Monday, October 14, 2013

From Arkansas to Texas

 
Well it is day 23 of this journey....I know..... that's bad if I'm counting my days! 
 
We left from Arkansas for Texas last Thursday and spent a day in Dallas before our 2 week destination .  We experienced the Stockyards in Fort Worth seeing the Texas Cowboy Hall of Fame along with one of the biggest Wagon Collections and visited The Mustangs of Las Colinas.  Then the kids and I finally got to eat at the Spaghetti Warehouse (Nathan had it before).  However we were a little nervous going downtown after realizing about halfway through the day that the Texas/OU game was the following day.....  We've had our head in a hole for a few months.... So Saturday morning we beat the traffic outta there and headed for New Braunfels on the Guadalupe River (its the backyard of my camper right now, and the kids get to swim with ducks) between Austin and San Antonio Texas. 
 
Heads up......I'm going to be TRANSPARENT..... It's been an emotional battle with my soul.  I want to be baking pumpkin spice cake in my yellow bunt cake pan and putting pumpkins and mums on my front porch sipping my coffee on cool mornings embracing my quiet time with the Lord watching the leaves change bright yellow from my little concrete porch.  However I'm trying really hard to embrace the mornings with my husband and children and just being present with them.  Just as Jesus was present with His disciples.  I'm asking everyday how does He want me to be present with Him and them on this journey.  Its very uncomfortable to me, I'm out of my element.  My element being a servant in a comfortable home, with comfortable things (chairs for everyone to sit), and welcoming others into that.  As I wrote a card today to a dear friend I was encouraging her and a decision the Lord had laid on her heart to make and I laughed out loud thinking how much I needed to hear the words also.  We are pressured in every way but not crushed, so that this extraordinary power may be from God and not from us (2 Corinthians 4:7-8).  And that we do not give up (Nathan I can't do it any longer....please move me back to a home with all the above things) even though I feel like my outer person is being destroyed by the circumstance of day to day living in a RV.....my inner person is being renewed day by day and that I must focus on the things unseen that are eternal (2 Corinthians 4:16-18).  I must focus on the experience for the children (which they are loving).  I must focus on how the Lord wants me to change in our marriage.....because let me tell those of you who do not know.....Nathan and I are VERY different when it comes to communicating and not in the normal fashion of all the Christian marriage books or Focus on the Family radio broadcasts.  We have a role reversal when it comes to that area of our marriage.  So needless to say hopefully when it's all said and done our kids will know how to explain directions to thier future spouses in a loving tone and manner.  Here are few photos from the week.



 
 
 
 







 


Blessings,
Sarah

P.S. I've already had to do another drop-off at Goodwill!!
 

1 comment:

  1. LOVE these updates!!!!! Can't wait to hear and see more!
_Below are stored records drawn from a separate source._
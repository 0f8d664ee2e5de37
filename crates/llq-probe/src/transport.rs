// crates/llq-probe/src/transport.rs
//
// ProbeTransport: the seam between the prober and the actual network.
//
// The production implementation opens a TCP connection to the member's
// registered endpoint. Tests substitute an in-memory transport (llq-sim).

use async_trait::async_trait;

use llq_core::QuorumError;

/// Opens a connection attempt to a member endpoint.
///
/// Implementations perform one connection attempt and return. The prober
/// owns the timeout; a transport must not retry internally.
#[async_trait]
pub trait ProbeTransport: Send + Sync {
    /// Attempt to reach `endpoint` ("host:port"). `Ok(())` means the
    /// endpoint accepted a connection.
    async fn connect(&self, endpoint: &str) -> Result<(), QuorumError>;
}

/// Production transport: a plain TCP connect to the member's endpoint.
#[derive(Debug, Clone, Default)]
pub struct TcpProbeTransport;

#[async_trait]
impl ProbeTransport for TcpProbeTransport {
    async fn connect(&self, endpoint: &str) -> Result<(), QuorumError> {
        match tokio::net::TcpStream::connect(endpoint).await {
            Ok(_stream) => Ok(()),
            Err(e) => Err(QuorumError::Network(format!(
                "connect to {} failed: {}",
                endpoint, e
            ))),
        }
    }
}

#[cfg(test)]
mod tests {
    use super::*;

    #[tokio::test]
    async fn test_tcp_transport_reaches_local_listener() {
        let listener = tokio::net::TcpListener::bind("127.0.0.1:0").await.unwrap();
        let addr = listener.local_addr().unwrap();

        let transport = TcpProbeTransport;
        let result = transport.connect(&addr.to_string()).await;
        assert!(result.is_ok());
    }

    #[tokio::test]
    async fn test_tcp_transport_fails_on_closed_port() {
        // Bind and drop to get a port that is very likely closed.
        let listener = tokio::net::TcpListener::bind("127.0.0.1:0").await.unwrap();
        let addr = listener.local_addr().unwrap();
        drop(listener);

        let transport = TcpProbeTransport;
        let result = transport.connect(&addr.to_string()).await;
        assert!(result.is_err());
    }
}
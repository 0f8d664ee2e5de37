// crates/llq-pose/src/scorer.rs
//
// PoseScorer: single writer for member registry and penalty state.
//
// One RwLock guards the whole state map: read-modify-write on a member's
// penalty/threshold comparison is atomic under the write lock, and
// eligibility snapshots for session Init are taken under one read lock so
// a member cannot be banned and un-banned mid-session.

use std::collections::HashMap;

use tokio::sync::RwLock;

use llq_core::{Member, MemberId, QuorumError};
use llq_gates::{GateId, GateRegistry};

use crate::penalty::{PenaltyState, PoseParams, PoseSignal};

struct ScorerState {
    members: HashMap<MemberId, Member>,
    penalties: HashMap<MemberId, PenaltyState>,
}

/// Accumulates penalty signals and owns ban state.
pub struct PoseScorer {
    params: PoseParams,
    state: RwLock<ScorerState>,
}

impl PoseScorer {
    pub fn new(params: PoseParams) -> Self {
        PoseScorer {
            params,
            state: RwLock::new(ScorerState {
                members: HashMap::new(),
                penalties: HashMap::new(),
            }),
        }
    }

    pub fn params(&self) -> &PoseParams {
        &self.params
    }

    /// Register a member. Re-registering an existing id refreshes endpoint
    /// and version but keeps accumulated penalty state.
    pub async fn register(&self, member: Member, height: u64) {
        let mut state = self.state.write().await;
        state
            .penalties
            .entry(member.id)
            .or_insert_with(|| PenaltyState::new(height));
        state.members.insert(member.id, member);
    }

    pub async fn get_member(&self, member_id: &MemberId) -> Option<Member> {
        let state = self.state.read().await;
        state.members.get(member_id).cloned()
    }

    pub async fn member_count(&self) -> usize {
        let state = self.state.read().await;
        state.members.len()
    }

    /// Update a member's advertised protocol version.
    pub async fn set_protocol_version(
        &self,
        member_id: &MemberId,
        version: u32,
    ) -> Result<(), QuorumError> {
        let mut state = self.state.write().await;
        let member = state
            .members
            .get_mut(member_id)
            .ok_or_else(|| QuorumError::NotFound(format!("member {}", member_id)))?;
        member.protocol_version = version;
        Ok(())
    }

    /// Apply a penalty signal observed at `height`.
    ///
    /// Gates are consulted on every call (the caller passes a fresh
    /// registry reference each round): probe/compliance signals are dropped
    /// while PoSe enforcement is inactive, session signals while DKG is
    /// inactive. Crossing the threshold bans the member at `height`.
    pub async fn update(
        &self,
        member_id: &MemberId,
        signal: PoseSignal,
        height: u64,
        gates: &GateRegistry,
    ) -> Result<(), QuorumError> {
        let enforced = match signal {
            PoseSignal::Unreachable | PoseSignal::Outdated => {
                gates.is_active(GateId::QuorumPose, height)
            }
            PoseSignal::MissedContribution | PoseSignal::MissedComplaintResponse => {
                gates.is_active(GateId::DkgEnabled, height)
            }
        };
        if !enforced {
            tracing::debug!(
                "Dropping {:?} for member {}: enforcement gate inactive at height {}",
                signal,
                member_id,
                height
            );
            return Ok(());
        }

        let weight = self.params.weight(signal);
        let threshold = self.params.ban_threshold;

        let mut state = self.state.write().await;
        if !state.members.contains_key(member_id) {
            return Err(QuorumError::NotFound(format!("member {}", member_id)));
        }
        let entry = state
            .penalties
            .entry(*member_id)
            .or_insert_with(|| PenaltyState::new(height));

        entry.penalty = entry.penalty.saturating_add(weight);
        tracing::debug!(
            "Member {} penalty {} (+{} for {:?}) at height {}",
            member_id,
            entry.penalty,
            weight,
            signal,
            height
        );

        if entry.penalty >= threshold && entry.ban_height.is_none() {
            entry.ban_height = Some(height);
            tracing::warn!(
                "Member {} banned at height {} (penalty {} >= threshold {})",
                member_id,
                height,
                entry.penalty,
                threshold
            );
        }
        Ok(())
    }

    /// Advance the chain height, applying penalty decay to every member.
    pub async fn advance_height(&self, height: u64) {
        let mut state = self.state.write().await;
        for entry in state.penalties.values_mut() {
            entry.decay_to(height, self.params.decay_per_block);
        }
    }

    /// Whether a member may be selected for a session.
    ///
    /// False once the penalty reached the threshold or the ban flag is set,
    /// regardless of any decay since. Unknown and inactive members are
    /// ineligible.
    pub async fn is_eligible(&self, member_id: &MemberId) -> bool {
        let state = self.state.read().await;
        Self::eligible_locked(&state, member_id, self.params.ban_threshold)
    }

    /// Consistent snapshot of all currently-eligible members, taken under a
    /// single read lock. Session Init works from this snapshot.
    pub async fn eligible_snapshot(&self) -> Vec<Member> {
        let state = self.state.read().await;
        let mut eligible: Vec<Member> = state
            .members
            .values()
            .filter(|m| Self::eligible_locked(&state, &m.id, self.params.ban_threshold))
            .cloned()
            .collect();
        eligible.sort_by_key(|m| m.id);
        eligible
    }

    fn eligible_locked(state: &ScorerState, member_id: &MemberId, threshold: u32) -> bool {
        let Some(member) = state.members.get(member_id) else {
            return false;
        };
        if !member.active {
            return false;
        }
        match state.penalties.get(member_id) {
            Some(p) => !p.banned() && p.penalty < threshold,
            None => true,
        }
    }

    /// Ban a member at the given height. Idempotent: re-banning an
    /// already-banned member keeps the original ban height.
    pub async fn ban(&self, member_id: &MemberId, height: u64) -> Result<(), QuorumError> {
        let mut state = self.state.write().await;
        if !state.members.contains_key(member_id) {
            return Err(QuorumError::NotFound(format!("member {}", member_id)));
        }
        let entry = state
            .penalties
            .entry(*member_id)
            .or_insert_with(|| PenaltyState::new(height));
        if entry.ban_height.is_none() {
            entry.ban_height = Some(height);
            tracing::warn!("Member {} banned at height {}", member_id, height);
        }
        Ok(())
    }

    /// Clear a member's penalty and ban state, optionally moving it to a new
    /// endpoint, in one atomic step: no concurrent eligibility query can
    /// observe the penalty cleared but the ban still set, or vice versa.
    pub async fn rehabilitate(
        &self,
        member_id: &MemberId,
        new_endpoint: Option<String>,
    ) -> Result<(), QuorumError> {
        let mut state = self.state.write().await;
        let member = state
            .members
            .get_mut(member_id)
            .ok_or_else(|| QuorumError::NotFound(format!("member {}", member_id)))?;
        if let Some(endpoint) = new_endpoint {
            member.endpoint = endpoint;
        }
        if let Some(entry) = state.penalties.get_mut(member_id) {
            if entry.penalty > 0 || entry.banned() {
                tracing::info!(
                    "Member {} rehabilitated (penalty {} cleared, ban_height {:?})",
                    member_id,
                    entry.penalty,
                    entry.ban_height
                );
            }
            entry.penalty = 0;
            entry.ban_height = None;
        }
        Ok(())
    }

    /// Raw penalty state for the status projection.
    pub async fn penalty_state(&self, member_id: &MemberId) -> Option<PenaltyState> {
        let state = self.state.read().await;
        state.penalties.get(member_id).cloned()
    }
}
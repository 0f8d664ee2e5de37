// crates/llq-core/src/crypto.rs

use ed25519_dalek::{Signer, SigningKey, Verifier, VerifyingKey};
use rand::rngs::OsRng;
use sha2::{Digest, Sha256};

use crate::error::QuorumError;
use crate::member::MemberId;

/// An ed25519 keypair. Used for operator keys (rehabilitation proofs) and
/// the gate authority key (signed gate updates).
pub struct Keypair {
    pub signing_key: SigningKey,
    pub verifying_key: VerifyingKey,
}

impl Keypair {
    /// Generate a new random ed25519 keypair.
    pub fn generate() -> Self {
        let signing_key = SigningKey::generate(&mut OsRng);
        let verifying_key = signing_key.verifying_key();
        Keypair {
            signing_key,
            verifying_key,
        }
    }

    /// Get the public key bytes (32 bytes).
    pub fn public_key_bytes(&self) -> [u8; 32] {
        self.verifying_key.to_bytes()
    }

    /// Sign a message and return the signature bytes.
    pub fn sign(&self, message: &[u8]) -> Vec<u8> {
        let signature = self.signing_key.sign(message);
        signature.to_bytes().to_vec()
    }
}

/// Verify an ed25519 signature.
///
/// Returns `true` if the signature is valid for the given message and public
/// key. A malformed public key or signature length is an error; a signature
/// that simply does not verify is `Ok(false)`.
pub fn verify_signature(
    public_key_bytes: &[u8; 32],
    message: &[u8],
    signature_bytes: &[u8],
) -> Result<bool, QuorumError> {
    let verifying_key = VerifyingKey::from_bytes(public_key_bytes)
        .map_err(|e| QuorumError::Crypto(format!("Invalid public key: {}", e)))?;

    let signature_array: [u8; 64] = signature_bytes
        .try_into()
        .map_err(|_| QuorumError::Crypto("Signature must be exactly 64 bytes".to_string()))?;

    let signature = ed25519_dalek::Signature::from_bytes(&signature_array);

    match verifying_key.verify(message, &signature) {
        Ok(()) => Ok(true),
        Err(_) => Ok(false),
    }
}

/// Compute SHA-256 of the given bytes.
pub fn hash_bytes(data: &[u8]) -> [u8; 32] {
    let mut hasher = Sha256::new();
    hasher.update(data);
    let result = hasher.finalize();
    let mut output = [0u8; 32];
    output.copy_from_slice(&result);
    output
}

/// Canonical digest signed by a rehabilitation proof:
/// `sha256(member_id || new_endpoint)`.
pub fn rehabilitation_digest(member_id: &MemberId, new_endpoint: &str) -> [u8; 32] {
    let mut payload = Vec::with_capacity(32 + new_endpoint.len());
    payload.extend_from_slice(&member_id.0);
    payload.extend_from_slice(new_endpoint.as_bytes());
    hash_bytes(&payload)
}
Did you get to browse at the Goodwill when you dropped off stuff? :)
    And the reality of our fall: the pumpkin cake wasn't as good on day 2 as it was day 1, our pumpkins on the front porch are missing stems because the dog ate them off, and my "quiet time" has been mixed with battling fevers and nasty runny noses that the kids picked up from somewhere. Enjoy this fall because it may be your last one on the road like this!